By the time Kirstin was 14, she had a full-fledged cocaine addiction. With the help of Medication-Assisted Treatment, a strong recovery community, and a determination to be there for her daughter, Kirstin is now four years clean.
Alcohol, pain pills, heroin―anything Kirstin could ingest, inhale, or inject she would try. She began smoking marijuana at age 12 and quickly turned to harder drugs. By her senior year of high school, Kirstin was going to class high every day.
“I just never felt comfortable in my own skin,” she says, “and so I felt like anytime that I had a substance in me, I was comfortable, I was anxiety-free.”
Substance use allowed her to be more at ease with herself, but it led her down a destructive road and soon took precedence over everything else in her life.
Numbing the pains of parenting
At 18, Kirstin learned she was pregnant. For a few months, she was able to set her addiction aside. Once daughter McKenna was born, though, Kirstin quickly slid back into her old habits.
“She had colic, and she would cry for four or five, six hours at a time,” Kirstin says of McKenna. “I remember having to drink alcohol to get through the day to take care of her, and I just remember thinking this is so hard and that I couldn’t function and be a mom sober. I couldn’t do it.”
Despite a cocaine addiction, Kirstin managed to graduate high school, but balancing motherhood and addiction proved to be an overwhelming task. Despite trying to quit multiple times, she found herself continually relapsing.
For weeks at a time, Kirstin would leave young McKenna in the care of her parents and disappear. She would bounce between jail and living off the streets of Baltimore, going weeks without showering, consumed with finding her next high.
“I was like a savage and just surviving at an animalistic level,” she says. “When I would run out of money and be so broken and beaten and battered, I would call my mom and have her come pick me up.”
An abrupt awakening
In April 2019, Kirstin’s boyfriend overdosed in their bathroom. By the time she found him, he was gone. While mourning his loss, Kirstin was being investigated for his death. The tragedy was a wake-up call for her.

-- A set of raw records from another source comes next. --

//! SSH shell backend
//!
//! One session channel per instance on the machine's pooled connection.
//! A single task owns the channel and multiplexes input with remote output.

use std::time::Duration;

use bytes::Bytes;
use russh::client::Msg;
use russh::{Channel, ChannelMsg, Sig};
use tokio::sync::{mpsc, oneshot};

use tether_core::error::SessionError;
use tether_core::types::{InstanceId, TerminalSize};

use crate::ssh::{remote_path_expr, shell_quote, within, SshHandle};

use super::backend::{BackendCommand, BackendExit, BackendIo, INSTANCE_ID_ENV};

const INPUT_QUEUE: usize = 256;

/// First line typed into the remote shell
fn startup_line(
    instance_id: &InstanceId,
    working_dir: &str,
    startup_command: Option<&str>,
    env: &[(String, String)],
) -> String {
    let mut line = format!("export {}={}; ", INSTANCE_ID_ENV, shell_quote(instance_id.as_str()));
    for (key, value) in env {
        line.push_str(&format!("export {}={}; ", key, shell_quote(value)));
    }
    line.push_str(&format!("cd {}", remote_path_expr(working_dir)));
    if let Some(command) = startup_command {
        line.push_str(" && ");
        line.push_str(command);
    }
    line.push('\n');
    line
}

/// Open a pty-backed shell channel and type the startup line into it
async fn open_shell(handle: &SshHandle, size: TerminalSize, line: &str) -> Result<Channel<Msg>, SessionError> {
    let spawn_err = |what: &str, e: russh::Error| SessionError::Spawn(format!("{}: {}", what, e));

    let channel = handle
        .channel_open_session()
        .await
        .map_err(|e| spawn_err("channel open failed", e))?;
    channel
        .request_pty(
            false,
            "xterm-256color",
            u32::from(size.cols),
            u32::from(size.rows),
            0,
            0,
            &[],
        )
        .await
        .map_err(|e| spawn_err("pty request failed", e))?;
    channel
        .request_shell(false)
        .await
        .map_err(|e| spawn_err("shell request failed", e))?;
    channel
        .data(line.as_bytes())
        .await
        .map_err(|e| spawn_err("failed to send startup command", e))?;
    Ok(channel)
}

pub async fn spawn(
    instance_id: &InstanceId,
    handle: &SshHandle,
    working_dir: &str,
    startup_command: Option<&str>,
    env: &[(String, String)],
    size: TerminalSize,
    setup_timeout: Duration,
) -> Result<BackendIo, SessionError> {
    let line = startup_line(instance_id, working_dir, startup_command, env);
    let channel = within(
        setup_timeout,
        format!("remote shell setup for {}", instance_id),
        open_shell(handle, size, &line),
    )
    .await
    .map_err(|e| SessionError::Spawn(e.to_string()))??;

    tracing::info!("Started remote shell for {} in {}", instance_id, working_dir);

    let (input_tx, input_rx) = mpsc::channel(INPUT_QUEUE);
    let (output_tx, output_rx) = mpsc::unbounded_channel();
    let (exit_tx, exit_rx) = oneshot::channel();

    tokio::spawn(drive(instance_id.clone(), channel, input_rx, output_tx, exit_tx));

    Ok(BackendIo {
        pid: None,
        input: input_tx,
        output: output_rx,
        exit: exit_rx,
    })
}

enum Step {
    Input(Option<BackendCommand>),
    Remote(Option<ChannelMsg>),
}

async fn drive(
    id: InstanceId,
    mut channel: Channel<Msg>,
    mut input: mpsc::Receiver<BackendCommand>,
    output: mpsc::UnboundedSender<Bytes>,
    exit_tx: oneshot::Sender<BackendExit>,
) {
    let mut exit_code = None;

    let reason = loop {
        let step = tokio::select! {
            cmd = input.recv() => Step::Input(cmd),
            msg = channel.wait() => Step::Remote(msg),
        };

        match step {
            Step::Input(Some(BackendCommand::Data(data))) => {
                if let Err(e) = channel.data(&data[..]).await {
                    break format!("write failed: {}", e);
                }
            }
            Step::Input(Some(BackendCommand::Resize(size))) => {
                if let Err(e) = channel
                    .window_change(u32::from(size.cols), u32::from(size.rows), 0, 0)
                    .await
                {
                    tracing::warn!("window change for {} failed: {}", id, e);
                }
            }
            Step::Input(Some(BackendCommand::Kill)) | Step::Input(None) => {
                let _ = channel.signal(Sig::KILL).await;
                let _ = channel.eof().await;
                let _ = channel.close().await;
                break "killed".to_string();
            }
            Step::Remote(Some(ChannelMsg::Data { data })) => {
                let _ = output.send(Bytes::copy_from_slice(&data));
            }
            Step::Remote(Some(ChannelMsg::ExtendedData { data, .. })) => {
                let _ = output.send(Bytes::copy_from_slice(&data));
            }
            Step::Remote(Some(ChannelMsg::ExitStatus { exit_status })) => {
                exit_code = Some(exit_status);
            }
            Step::Remote(Some(ChannelMsg::Close)) | Step::Remote(None) => {
                break match exit_code {
                    Some(code) => format!("remote shell exited with code {}", code),
                    None => "ssh channel closed".to_string(),
                };
            }
            Step::Remote(Some(_)) => {}
        }
    };

    tracing::debug!("Remote session {}: {}", id, reason);
    let _ = exit_tx.send(BackendExit {
        code: exit_code,
        reason,
    });
}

Within three months of her boyfriend’s death, she finally was ready to get clean and stay clean. She went to rehab in July 2019, then moved to a sober house in Harrisburg.
Kirstin embraced Medication-Assisted Treatment (MAT), which involves using prescription drugs such as Suboxone to manage withdrawal symptoms and cravings. This allows individuals to focus on rebuilding their lives without a constant battle against addiction. MAT played a significant role in Kirstin’s recovery, enabling her to become an independent, responsible adult.
Her dedication to recovery has been unwavering, but it hasn’t been without challenges. Since getting clean, Kirstin has lost several friends and loved ones to addiction, including her cousin, which made staying clean all the more difficult. With the support of her recovery community, the MAT program, and the desire to build a better life for herself and her daughter, Kirstin has persevered.
Find the path that works for you
Today, Kirstin says she is living a life beyond her wildest dreams. She works in the recovery field, helping people find their way out of addiction. She finds joy in the little things, such as having her own place, making dinner for her daughter, going to work every day, and making car payments.
“It’s simple and it’s humble, but I wouldn’t want it any other way,” she says.
Her most significant achievement has been rebuilding her relationship with her daughter.
Throughout her early life, McKenna witnessed her mother’s struggles. But Kirstin’s commitment to recovery and determination to change allowed her daughter to see her in a new light. Kirstin’s open communication and transparency with McKenna have helped to slowly but surely rebuild trust and create a strong mother-daughter bond.
“I want McKenna to see me handle my day-to-day responsibilities in life and not get overwhelmed by things and just teach her what it’s like to be an adult,” Kirstin says.
Kirstin is excited about being there for McKenna during her high school years and beyond. She’s eager to continue growing in her career, pursuing education, and helping others in their journey to recovery.
“Don’t be afraid to reach out for help,” Kirstin says, encouraging those struggling with addiction. “But most importantly, don’t let others and their opinion of what help should look like affect you. Don’t let people talking negatively about Medication-Assisted Treatment stop you from trying that route if that’s something that you want to try, because it saved my life.”